Method for the growth of Herpes Simplex Virus (HSV-1 and HSV-2) in an oxygen-free environment

Abstract

Vaginal herpes infections occur under low oxygen conditions, including anoxia. Using an anaerobic (0% O2) cell system, the infection rate, early protein expression, and progeny viability were determined. Anaerobic HeLa 229 cells (0% O2; anaerobic DMEM; 24h) were infected with MOI 1 of HSV1/2, then incubated under aerobic (control) and anaerobic conditions. Infectivity (6h post-infection (pi)) was assessed by ONPG activity and enumerating X-gal-stained cells.

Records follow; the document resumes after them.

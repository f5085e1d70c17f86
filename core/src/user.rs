/*
 * SPDX-FileCopyrightText: 2026 Wavelens GmbH <info@wavelens.io>
 *
 * SPDX-License-Identifier: AGPL-3.0-only
 */

use chrono::Utc;
use sea_orm::ActiveValue::Set;
use sea_orm::{
    ActiveModelTrait, ColumnTrait, Condition, EntityTrait, QueryFilter, TransactionTrait,
};
use std::sync::Arc;

use super::authorization::authorize;
use super::consts::BASE_ROLE_REGISTERED_ID;
use super::database::{get_role, get_user};
use super::error::{CoreError, CoreResult};
use super::permission::{Action, Resource};
use super::types::*;
use super::validate::{validate_user, DenyPatterns};

pub async fn check_duplicate_user(
    state: Arc<ServerState>,
    username: &str,
    exclude: Option<i64>,
) -> CoreResult<()> {
    let mut condition = Condition::all().add(CUser::Username.eq(username));

    if let Some(id) = exclude {
        condition = condition.add(CUser::Id.ne(id));
    }

    let existing = EUser::find().filter(condition).one(&state.db).await?;

    if existing.is_some() {
        return Err(CoreError::Duplicate(vec!["username".to_string()]));
    }

    Ok(())
}

/// Self-service registration. The new user and the assignment of the
/// default role commit together; every registered user holds the default
/// role from the moment it exists.
pub async fn register_user(state: Arc<ServerState>, data: UserData) -> CoreResult<MUser> {
    if state.cli.disable_registration {
        return Err(CoreError::Unauthorized);
    }

    let patterns = DenyPatterns::from_cli(&state.cli);
    let violations = validate_user(&data, &patterns);
    if !violations.is_empty() {
        return Err(CoreError::Validation(violations));
    }

    let username = data.username.unwrap_or_default();
    check_duplicate_user(Arc::clone(&state), &username, None).await?;

    let now = Utc::now().naive_utc();
    let txn = state.db.begin().await?;

    let auser = AUser {
        entity_version: Set(1),
        username: Set(username),
        admin: Set(data.admin),
        created_at: Set(now),
        updated_at: Set(now),
        ..Default::default()
    };

    let user = auser.insert(&txn).await?;

    let auser_role = AUserRole {
        user: Set(user.id),
        role: Set(BASE_ROLE_REGISTERED_ID),
        ..Default::default()
    };

    auser_role.insert(&txn).await?;
    txn.commit().await?;

    tracing::info!("Registered user {} ({})", user.username, user.id);

    Ok(user)
}

/// Removes the user together with all of its role assignments, the default
/// role included.
pub async fn remove_user(state: Arc<ServerState>, user: &MUser, user_id: i64) -> CoreResult<()> {
    authorize(
        Arc::clone(&state),
        user,
        Resource::User,
        Action::Remove,
        None,
    )
    .await?;

    let target = get_user(Arc::clone(&state), user_id).await?;

    let txn = state.db.begin().await?;

    EUserRole::delete_many()
        .filter(CUserRole::User.eq(target.id))
        .exec(&txn)
        .await?;

    EUser::delete_many()
        .filter(CUser::Id.eq(target.id))
        .exec(&txn)
        .await?;

    txn.commit().await?;

    tracing::info!("Removed user {}", target.id);

    Ok(())
}

pub async fn find_user(state: Arc<ServerState>, user: &MUser, user_id: i64) -> CoreResult<MUser> {
    authorize(
        Arc::clone(&state),
        user,
        Resource::User,
        Action::Find,
        None,
    )
    .await?;

    get_user(state, user_id).await
}

pub async fn add_role_to_user(
    state: Arc<ServerState>,
    user: &MUser,
    user_id: i64,
    role_id: i64,
) -> CoreResult<MUserRole> {
    authorize(
        Arc::clone(&state),
        user,
        Resource::Role,
        Action::Update,
        None,
    )
    .await?;

    let target = get_user(Arc::clone(&state), user_id).await?;
    let role = get_role(Arc::clone(&state), role_id).await?;

    let existing = EUserRole::find()
        .filter(
            Condition::all()
                .add(CUserRole::User.eq(target.id))
                .add(CUserRole::Role.eq(role.id)),
        )
        .one(&state.db)
        .await?;

    if let Some(user_role) = existing {
        return Ok(user_role);
    }

    let auser_role = AUserRole {
        user: Set(target.id),
        role: Set(role.id),
        ..Default::default()
    };

    let user_role = auser_role.insert(&state.db).await?;

    tracing::info!("Assigned role {} to user {}", role.name, target.id);

    Ok(user_role)
}

pub async fn remove_role_from_user(
    state: Arc<ServerState>,
    user: &MUser,
    user_id: i64,
    role_id: i64,
) -> CoreResult<()> {
    authorize(
        Arc::clone(&state),
        user,
        Resource::Role,
        Action::Update,
        None,
    )
    .await?;

    let target = get_user(Arc::clone(&state), user_id).await?;
    let role = get_role(Arc::clone(&state), role_id).await?;

    EUserRole::delete_many()
        .filter(
            Condition::all()
                .add(CUserRole::User.eq(target.id))
                .add(CUserRole::Role.eq(role.id)),
        )
        .exec(&state.db)
        .await?;

    tracing::info!("Removed role {} from user {}", role.name, target.id);

    Ok(())
}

HSV1/2 viral immediate-early entry, early entry, and late entry protein expression were determined by fluorescent antibody staining followed by HSV1/2 glycoprotein B mouse monoclonal antibody and DAPI. Statistical analysis was performed using t-test and data were considered significant when p ≤ 0.05 (GraphPad Prism). HSV1/2 infection under standard aerobic conditions was approximately twice that measured for anaerobically infected cells. In addition, the level of HSV-2 infectivity was significantly (p < 0.05) higher (~8-fold) than that of HSV-1, regardless of oxygen level. HSV entry stage protein expression (ICP8, ICP27, VP5) was detected for anaerobic HSV1/2. A similar pattern was observed for anaerobically grown progeny of HSV1/2, i.e., the number of progeny was higher when anaerobic progenies were grown under aerobic conditions (anaerobic to aerobic) as compared to those grown under anaerobic conditions (anaerobic to anaerobic). In addition, the progeny levels grown solely under anaerobic conditions trended higher for HSV-1 than HSV-2 progeny but were not significantly different. These findings show that HSV1/2 can infect and replicate in anaerobically growing cells and that oxygen is not essential for productive replication.